- [RECORDS PROVIDED]:
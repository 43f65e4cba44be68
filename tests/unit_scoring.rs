// Unit tests for topic scoring and term ranking over an in-memory toy
// model.

use topical::error::Error;
use topical::model::artifact::{TopicArtifact, FORMAT_VERSION};
use topical::model::TopicModel;
use topical::ranking::top_terms;
use topical::scoring::{assign_topic, topic_affinities};

fn model(vocabulary: &[&str], matrix: Vec<Vec<f64>>) -> TopicModel {
    TopicModel::from_artifact(TopicArtifact {
        format_version: FORMAT_VERSION,
        vocabulary: vocabulary.iter().map(|s| s.to_string()).collect(),
        topic_term_matrix: matrix,
    })
}

fn toy() -> TopicModel {
    model(
        &["cat", "dog", "stock", "market"],
        vec![vec![5.0, 4.0, 0.0, 0.0], vec![0.0, 0.0, 5.0, 4.0]],
    )
}

fn tokens(words: &[&str]) -> Vec<String> {
    words.iter().map(|s| s.to_string()).collect()
}

// ============================================================
// Scoring
// ============================================================

#[test]
fn affinities_are_count_weighted_sums() {
    let m = toy();
    let v = m.vectorize(&tokens(&["cat", "cat", "dog", "market"]));
    let scores = topic_affinities(&m, &v);
    assert_eq!(scores.len(), 2);
    assert!((scores[0] - 14.0).abs() < f64::EPSILON); // 2*5 + 1*4
    assert!((scores[1] - 4.0).abs() < f64::EPSILON); // 1*4
}

#[test]
fn argmax_picks_the_dominant_topic() {
    let m = toy();
    let pets = m.vectorize(&tokens(&["cat", "dog"]));
    let finance = m.vectorize(&tokens(&["stock", "market", "market"]));
    assert_eq!(assign_topic(&m, &pets), 0);
    assert_eq!(assign_topic(&m, &finance), 1);
}

#[test]
fn ties_resolve_to_the_lowest_topic_index() {
    // Both topics weight "cat" identically, and a third topic does too.
    let m = model(&["cat"], vec![vec![2.0], vec![2.0], vec![2.0]]);
    let v = m.vectorize(&tokens(&["cat"]));
    assert_eq!(assign_topic(&m, &v), 0);
}

#[test]
fn zero_vector_is_valid_and_deterministic() {
    let m = toy();
    let empty = m.vectorize(&[]);
    assert!(empty.is_empty());
    // All affinities are zero; the stable argmax lands on topic 0.
    assert_eq!(topic_affinities(&m, &empty), vec![0.0, 0.0]);
    assert_eq!(assign_topic(&m, &empty), 0);
    assert_eq!(assign_topic(&m, &empty), assign_topic(&m, &m.vectorize(&[])));
}

#[test]
fn equal_vectors_always_get_the_same_topic() {
    let m = toy();
    let a = m.vectorize(&tokens(&["stock", "cat", "stock"]));
    let b = m.vectorize(&tokens(&["stock", "stock", "cat"]));
    assert_eq!(assign_topic(&m, &a), assign_topic(&m, &b));
}

// ============================================================
// Term ranking
// ============================================================

#[test]
fn terms_come_back_most_representative_first() {
    let m = toy();
    assert_eq!(top_terms(&m, 0, 2).unwrap(), vec!["cat", "dog"]);
    assert_eq!(top_terms(&m, 1, 2).unwrap(), vec!["stock", "market"]);
}

#[test]
fn result_length_is_min_of_n_and_vocab_size() {
    let m = toy();
    assert_eq!(top_terms(&m, 0, 0).unwrap().len(), 0);
    assert_eq!(top_terms(&m, 0, 3).unwrap().len(), 3);
    // Clamped to the full vocabulary, no error.
    assert_eq!(top_terms(&m, 0, 100).unwrap().len(), 4);
}

#[test]
fn weight_ties_break_by_ascending_vocabulary_index() {
    let m = model(
        &["alpha", "beta", "gamma", "delta"],
        vec![vec![1.0, 3.0, 1.0, 3.0]],
    );
    // beta/delta tie at 3.0 (beta first), alpha/gamma tie at 1.0 (alpha first).
    assert_eq!(
        top_terms(&m, 0, 4).unwrap(),
        vec!["beta", "delta", "alpha", "gamma"]
    );
}

#[test]
fn ranking_is_strictly_descending_by_weight() {
    let m = model(
        &["a", "b", "c", "d", "e"],
        vec![vec![0.1, 9.0, 3.5, 3.5, 0.0]],
    );
    assert_eq!(top_terms(&m, 0, 5).unwrap(), vec!["b", "c", "d", "a", "e"]);
}

#[test]
fn out_of_range_topic_is_rejected() {
    let m = toy();
    let err = top_terms(&m, 2, 3).unwrap_err();
    match err {
        Error::InvalidTopicIndex {
            topic_id,
            num_topics,
        } => {
            assert_eq!(topic_id, 2);
            assert_eq!(num_topics, 2);
        }
        other => panic!("expected InvalidTopicIndex, got {other}"),
    }
}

- [WHAT YOU ARE ASKED TO DO]:
Every line of the listing that holds "EPSILON" should be found and copied.

- [ANSWER BELOW]:
    assert!((scores[0] - 14.0).abs() < f64::EPSILON); // 2*5 + 1*4
    assert!((scores[1] - 4.0).abs() < f64::EPSILON); // 1*4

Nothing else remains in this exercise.